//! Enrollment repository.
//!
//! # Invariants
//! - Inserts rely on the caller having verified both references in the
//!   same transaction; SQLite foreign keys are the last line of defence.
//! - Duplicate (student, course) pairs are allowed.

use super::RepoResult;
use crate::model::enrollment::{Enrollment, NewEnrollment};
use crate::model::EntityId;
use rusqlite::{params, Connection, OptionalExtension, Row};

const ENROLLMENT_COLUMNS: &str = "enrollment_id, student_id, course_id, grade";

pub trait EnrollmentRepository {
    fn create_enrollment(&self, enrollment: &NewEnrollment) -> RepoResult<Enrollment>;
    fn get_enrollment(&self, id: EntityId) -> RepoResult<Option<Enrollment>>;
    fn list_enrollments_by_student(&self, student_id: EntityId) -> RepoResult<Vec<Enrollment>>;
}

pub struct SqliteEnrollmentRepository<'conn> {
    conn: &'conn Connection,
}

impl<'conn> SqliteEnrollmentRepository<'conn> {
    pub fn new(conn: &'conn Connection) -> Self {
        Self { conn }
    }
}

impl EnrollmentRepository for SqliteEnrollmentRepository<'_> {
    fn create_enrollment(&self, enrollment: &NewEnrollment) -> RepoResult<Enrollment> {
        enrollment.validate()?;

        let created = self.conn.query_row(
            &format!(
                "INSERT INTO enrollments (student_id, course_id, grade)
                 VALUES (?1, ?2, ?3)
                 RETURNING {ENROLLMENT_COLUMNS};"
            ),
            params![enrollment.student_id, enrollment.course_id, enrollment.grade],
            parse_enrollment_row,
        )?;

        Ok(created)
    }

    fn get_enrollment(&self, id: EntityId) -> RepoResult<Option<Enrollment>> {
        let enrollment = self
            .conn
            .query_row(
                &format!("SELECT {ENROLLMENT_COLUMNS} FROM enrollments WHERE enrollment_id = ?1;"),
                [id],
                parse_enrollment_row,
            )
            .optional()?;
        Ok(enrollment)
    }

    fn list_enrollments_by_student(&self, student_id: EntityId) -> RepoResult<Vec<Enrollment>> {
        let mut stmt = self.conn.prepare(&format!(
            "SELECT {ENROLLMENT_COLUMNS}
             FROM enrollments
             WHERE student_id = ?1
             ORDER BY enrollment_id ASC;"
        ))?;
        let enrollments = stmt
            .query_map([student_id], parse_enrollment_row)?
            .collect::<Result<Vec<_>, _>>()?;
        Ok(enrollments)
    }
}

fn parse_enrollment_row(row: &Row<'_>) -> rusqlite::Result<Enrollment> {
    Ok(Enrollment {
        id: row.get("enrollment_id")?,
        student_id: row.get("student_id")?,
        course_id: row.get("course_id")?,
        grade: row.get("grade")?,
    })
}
········
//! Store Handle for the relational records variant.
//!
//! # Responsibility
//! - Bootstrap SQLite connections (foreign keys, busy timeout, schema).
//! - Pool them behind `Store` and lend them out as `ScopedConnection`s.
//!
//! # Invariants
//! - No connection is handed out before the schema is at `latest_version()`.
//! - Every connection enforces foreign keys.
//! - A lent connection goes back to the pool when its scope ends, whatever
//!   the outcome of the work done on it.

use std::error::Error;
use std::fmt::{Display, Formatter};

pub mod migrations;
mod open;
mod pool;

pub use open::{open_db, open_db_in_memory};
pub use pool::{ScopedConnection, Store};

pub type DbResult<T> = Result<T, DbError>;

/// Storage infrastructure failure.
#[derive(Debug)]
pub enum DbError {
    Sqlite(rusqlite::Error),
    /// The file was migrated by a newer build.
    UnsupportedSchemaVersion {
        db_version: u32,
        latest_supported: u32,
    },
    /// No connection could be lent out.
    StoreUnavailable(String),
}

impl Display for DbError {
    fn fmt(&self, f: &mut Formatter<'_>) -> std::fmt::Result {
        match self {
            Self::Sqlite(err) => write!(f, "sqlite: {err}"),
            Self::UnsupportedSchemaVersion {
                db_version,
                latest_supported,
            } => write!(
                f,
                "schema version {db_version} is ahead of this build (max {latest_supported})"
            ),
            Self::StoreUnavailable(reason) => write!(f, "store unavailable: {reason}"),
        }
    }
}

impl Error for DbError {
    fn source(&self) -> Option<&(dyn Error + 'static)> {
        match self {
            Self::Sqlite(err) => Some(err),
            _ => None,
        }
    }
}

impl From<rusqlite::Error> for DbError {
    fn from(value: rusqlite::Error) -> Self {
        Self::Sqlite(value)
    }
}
········
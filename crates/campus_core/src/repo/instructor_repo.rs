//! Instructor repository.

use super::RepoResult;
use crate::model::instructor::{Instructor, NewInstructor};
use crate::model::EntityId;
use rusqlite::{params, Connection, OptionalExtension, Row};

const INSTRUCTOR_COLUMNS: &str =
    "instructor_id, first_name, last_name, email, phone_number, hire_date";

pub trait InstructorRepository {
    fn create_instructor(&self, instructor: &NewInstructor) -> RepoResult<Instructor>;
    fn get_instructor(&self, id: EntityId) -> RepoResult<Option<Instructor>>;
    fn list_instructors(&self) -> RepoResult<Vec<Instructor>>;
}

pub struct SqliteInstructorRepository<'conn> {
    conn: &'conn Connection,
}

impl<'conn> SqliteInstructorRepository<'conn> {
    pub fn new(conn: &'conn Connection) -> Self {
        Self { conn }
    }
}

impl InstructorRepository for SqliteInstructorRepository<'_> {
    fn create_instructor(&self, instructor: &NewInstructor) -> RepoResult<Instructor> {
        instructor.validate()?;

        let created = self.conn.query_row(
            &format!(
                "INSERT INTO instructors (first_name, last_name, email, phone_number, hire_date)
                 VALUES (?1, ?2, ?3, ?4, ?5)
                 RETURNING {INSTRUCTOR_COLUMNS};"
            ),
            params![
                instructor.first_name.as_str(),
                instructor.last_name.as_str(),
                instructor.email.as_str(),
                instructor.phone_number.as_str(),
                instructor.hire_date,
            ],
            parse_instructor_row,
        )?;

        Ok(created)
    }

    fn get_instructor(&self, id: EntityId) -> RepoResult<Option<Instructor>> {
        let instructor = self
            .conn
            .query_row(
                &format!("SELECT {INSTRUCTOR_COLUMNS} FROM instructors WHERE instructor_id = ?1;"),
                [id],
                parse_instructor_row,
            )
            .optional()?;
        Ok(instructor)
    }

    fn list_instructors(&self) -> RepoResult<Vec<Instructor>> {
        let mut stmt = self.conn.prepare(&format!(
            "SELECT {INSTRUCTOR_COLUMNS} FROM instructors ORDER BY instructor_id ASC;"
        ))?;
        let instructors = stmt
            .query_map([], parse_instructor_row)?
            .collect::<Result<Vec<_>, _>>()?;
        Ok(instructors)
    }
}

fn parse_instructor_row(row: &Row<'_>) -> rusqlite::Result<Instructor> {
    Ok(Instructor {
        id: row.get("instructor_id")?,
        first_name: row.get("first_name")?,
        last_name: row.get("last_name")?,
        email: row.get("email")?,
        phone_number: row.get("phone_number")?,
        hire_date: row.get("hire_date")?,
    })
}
········
Find all the lines containing "RETURNING" in the material, then copy them.

The completed task:
                 RETURNING {ENROLLMENT_COLUMNS};"
                 RETURNING {INSTRUCTOR_COLUMNS};"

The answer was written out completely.